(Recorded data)
==============================

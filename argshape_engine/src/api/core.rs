use crate::api::rule::{Class, Resolved};
use crate::api::Rule;
use crate::parser::{ConfigError, ConsoleInterface, GeneralParser, UserInterface};
use crate::parser::{Parser, Printer};

#[cfg(feature = "tracing_debug")]
use tracing::debug;

/// The base command line parser.
///
/// ### Example
/// ```
/// use argshape_engine::CommandLineParser;
///
/// let parser = CommandLineParser::new("program")
///     // Configure with CommandLineParser::add.
///     .build();
/// parser.parse_tokens(&[]).unwrap();
/// ```
#[derive(Debug)]
pub struct CommandLineParser {
    program: String,
    about: Option<String>,
    rules: Vec<Rule>,
}

impl CommandLineParser {
    /// Create a command line parser.
    pub fn new(program: impl Into<String>) -> Self {
        Self {
            program: program.into(),
            about: None,
            rules: Vec::default(),
        }
    }

    /// Document the about message for this command line parser.
    /// If repeated, only the final about message will apply.
    ///
    /// An about message documents the command line parser in full sentence/paragraph format.
    /// Line breaks (`'\n'`) are not preserved; the paragraph is re-flowed to the terminal width.
    pub fn about(mut self, description: impl Into<String>) -> Self {
        self.about.replace(description.into());
        self
    }

    /// Add a rule to the command line parser.
    ///
    /// The order of argument rules corresponds to their positional order during parsing.
    /// The order of option rules only affects the help message.
    ///
    /// ### Example
    /// ```
    /// use argshape_engine::{coerce_from_str, CommandLineParser, Entry, Rule, Value};
    ///
    /// let parser = CommandLineParser::new("program")
    ///     .add(Rule::argument("a").coercion(coerce_from_str::<u32>()))
    ///     .add(Rule::argument("b").coercion(coerce_from_str::<u32>()))
    ///     .build();
    ///
    /// let namespace = parser.parse_tokens(vec!["1", "2"].as_slice()).unwrap();
    ///
    /// assert_eq!(namespace.get("a"), Some(&Entry::Single(Value::new(1u32))));
    /// assert_eq!(namespace.get("b"), Some(&Entry::Single(Value::new(2u32))));
    /// ```
    pub fn add(mut self, rule: Rule) -> Self {
        #[cfg(feature = "tracing_debug")]
        {
            debug!("Adding {rule:?}.");
        }

        self.rules.push(rule);
        self
    }

    pub(crate) fn build_with_interface(
        self,
        user_interface: Box<dyn UserInterface>,
    ) -> Result<GeneralParser, ConfigError> {
        let mut option_captures = Vec::default();
        let mut argument_captures = Vec::default();
        let mut option_parameters = Vec::default();
        let mut argument_parameters = Vec::default();

        for rule in self.rules {
            let Resolved { class, capture } = rule.resolve()?;

            match class {
                Class::Opt(config, parameter) => {
                    option_captures.push((config, capture));
                    option_parameters.push(parameter);
                }
                Class::Arg(config, parameter) => {
                    argument_captures.push((config, capture));
                    argument_parameters.push(parameter);
                }
            }
        }

        let parser = Parser::new(option_captures, argument_captures)?;
        let printer = Printer::terminal(self.about, option_parameters, argument_parameters);
        Ok(GeneralParser::new(
            self.program,
            parser,
            printer,
            user_interface,
        ))
    }

    /// Build the command line parser as a Result.
    /// This finalizes the configuration and checks for errors (ex: a repeated parameter name).
    pub fn build_parser(self) -> Result<GeneralParser, ConfigError> {
        self.build_with_interface(Box::new(ConsoleInterface::default()))
    }

    /// Build the command line parser.
    /// This finalizes the configuration and checks for errors (ex: a repeated parameter name).
    /// If an error is encountered, exits with error code `1` (via [`std::process::exit`]).
    pub fn build(self) -> GeneralParser {
        match self.build_parser() {
            Ok(gp) => gp,
            Err(e) => {
                eprintln!("{e}");
                std::process::exit(1);
            }
        }
    }
}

==============================

▶ **Requirement**
If a line of the data above contains "push", copy it out.

▶ **Answer below**
        self.rules.push(rule);
                    option_captures.push((config, capture));
                    option_parameters.push(parameter);
                    argument_captures.push((config, capture));
                    argument_parameters.push(parameter);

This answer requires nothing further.